- _Provided data_
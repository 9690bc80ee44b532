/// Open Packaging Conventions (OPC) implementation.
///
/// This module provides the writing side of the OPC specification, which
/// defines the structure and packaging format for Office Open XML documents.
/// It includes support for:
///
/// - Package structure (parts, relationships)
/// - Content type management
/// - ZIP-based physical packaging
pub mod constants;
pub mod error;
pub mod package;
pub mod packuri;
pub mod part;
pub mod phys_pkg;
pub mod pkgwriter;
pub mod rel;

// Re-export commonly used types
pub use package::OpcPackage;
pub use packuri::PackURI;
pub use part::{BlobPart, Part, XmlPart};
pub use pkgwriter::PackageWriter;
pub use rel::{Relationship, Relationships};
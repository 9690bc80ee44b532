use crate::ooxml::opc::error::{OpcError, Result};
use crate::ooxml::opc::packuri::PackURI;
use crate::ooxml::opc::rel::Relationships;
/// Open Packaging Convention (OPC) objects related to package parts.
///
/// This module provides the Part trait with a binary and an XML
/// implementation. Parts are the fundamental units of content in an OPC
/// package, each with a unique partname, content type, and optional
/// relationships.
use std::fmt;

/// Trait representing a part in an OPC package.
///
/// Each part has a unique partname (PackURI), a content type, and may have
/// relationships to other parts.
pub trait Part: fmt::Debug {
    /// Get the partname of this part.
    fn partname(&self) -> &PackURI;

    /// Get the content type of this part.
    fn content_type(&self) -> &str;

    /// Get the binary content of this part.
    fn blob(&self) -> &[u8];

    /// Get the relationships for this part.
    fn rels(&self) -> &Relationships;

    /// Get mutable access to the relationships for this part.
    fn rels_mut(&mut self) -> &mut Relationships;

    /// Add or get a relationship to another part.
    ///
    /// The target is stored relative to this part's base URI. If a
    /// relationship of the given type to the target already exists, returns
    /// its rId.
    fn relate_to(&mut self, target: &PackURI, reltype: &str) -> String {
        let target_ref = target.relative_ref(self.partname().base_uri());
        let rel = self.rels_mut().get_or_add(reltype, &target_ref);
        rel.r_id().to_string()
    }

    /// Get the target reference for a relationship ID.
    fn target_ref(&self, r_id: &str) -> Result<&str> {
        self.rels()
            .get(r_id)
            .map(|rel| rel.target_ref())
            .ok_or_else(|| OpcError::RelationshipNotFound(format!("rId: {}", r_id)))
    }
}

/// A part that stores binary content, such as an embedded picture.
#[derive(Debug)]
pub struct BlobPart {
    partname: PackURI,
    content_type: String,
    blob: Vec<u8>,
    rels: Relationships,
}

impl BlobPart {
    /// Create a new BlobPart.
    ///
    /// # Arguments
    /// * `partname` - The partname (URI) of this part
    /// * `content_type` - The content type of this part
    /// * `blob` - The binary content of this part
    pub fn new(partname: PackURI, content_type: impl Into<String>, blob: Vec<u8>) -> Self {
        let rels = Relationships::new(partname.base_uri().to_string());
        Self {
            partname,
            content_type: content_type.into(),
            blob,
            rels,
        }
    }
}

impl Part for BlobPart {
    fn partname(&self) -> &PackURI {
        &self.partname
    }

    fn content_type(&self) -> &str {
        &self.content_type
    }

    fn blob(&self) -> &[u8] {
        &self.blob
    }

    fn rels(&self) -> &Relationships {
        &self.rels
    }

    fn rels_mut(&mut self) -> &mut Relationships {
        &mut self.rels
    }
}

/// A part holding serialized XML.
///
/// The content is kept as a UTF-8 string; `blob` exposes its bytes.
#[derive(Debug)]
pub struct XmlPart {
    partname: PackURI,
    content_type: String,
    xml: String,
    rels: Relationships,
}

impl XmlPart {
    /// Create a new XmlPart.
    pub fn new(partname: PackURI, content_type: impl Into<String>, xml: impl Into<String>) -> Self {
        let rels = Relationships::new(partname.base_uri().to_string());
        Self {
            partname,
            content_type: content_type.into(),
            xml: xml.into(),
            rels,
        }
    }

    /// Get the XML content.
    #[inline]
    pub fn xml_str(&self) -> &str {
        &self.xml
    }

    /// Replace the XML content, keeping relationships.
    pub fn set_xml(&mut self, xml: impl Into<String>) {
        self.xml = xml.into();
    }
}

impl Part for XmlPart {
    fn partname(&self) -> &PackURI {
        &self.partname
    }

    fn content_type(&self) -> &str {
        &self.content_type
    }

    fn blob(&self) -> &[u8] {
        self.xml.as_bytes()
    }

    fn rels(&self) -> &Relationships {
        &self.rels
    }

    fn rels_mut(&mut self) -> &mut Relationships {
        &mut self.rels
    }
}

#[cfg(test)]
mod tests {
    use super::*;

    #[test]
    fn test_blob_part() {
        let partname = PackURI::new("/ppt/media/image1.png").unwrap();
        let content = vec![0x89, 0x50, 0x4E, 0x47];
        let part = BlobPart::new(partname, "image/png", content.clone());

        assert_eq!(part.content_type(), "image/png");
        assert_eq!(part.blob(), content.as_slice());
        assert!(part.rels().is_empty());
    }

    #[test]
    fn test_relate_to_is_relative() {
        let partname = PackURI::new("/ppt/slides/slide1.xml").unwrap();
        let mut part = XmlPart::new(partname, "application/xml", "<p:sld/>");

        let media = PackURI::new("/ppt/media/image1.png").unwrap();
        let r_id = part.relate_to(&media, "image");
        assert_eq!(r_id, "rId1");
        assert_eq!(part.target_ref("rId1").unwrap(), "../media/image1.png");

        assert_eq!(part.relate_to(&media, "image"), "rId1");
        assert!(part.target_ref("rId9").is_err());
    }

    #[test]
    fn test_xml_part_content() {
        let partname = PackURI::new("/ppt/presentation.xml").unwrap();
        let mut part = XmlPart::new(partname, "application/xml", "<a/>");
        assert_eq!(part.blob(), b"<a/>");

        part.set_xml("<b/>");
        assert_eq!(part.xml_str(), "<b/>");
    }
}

- _Task goal_
Return each line from the entries above that includes "with".

- _Answer box_
/// This module provides the Part trait with a binary and an XML
/// package, each with a unique partname, content type, and optional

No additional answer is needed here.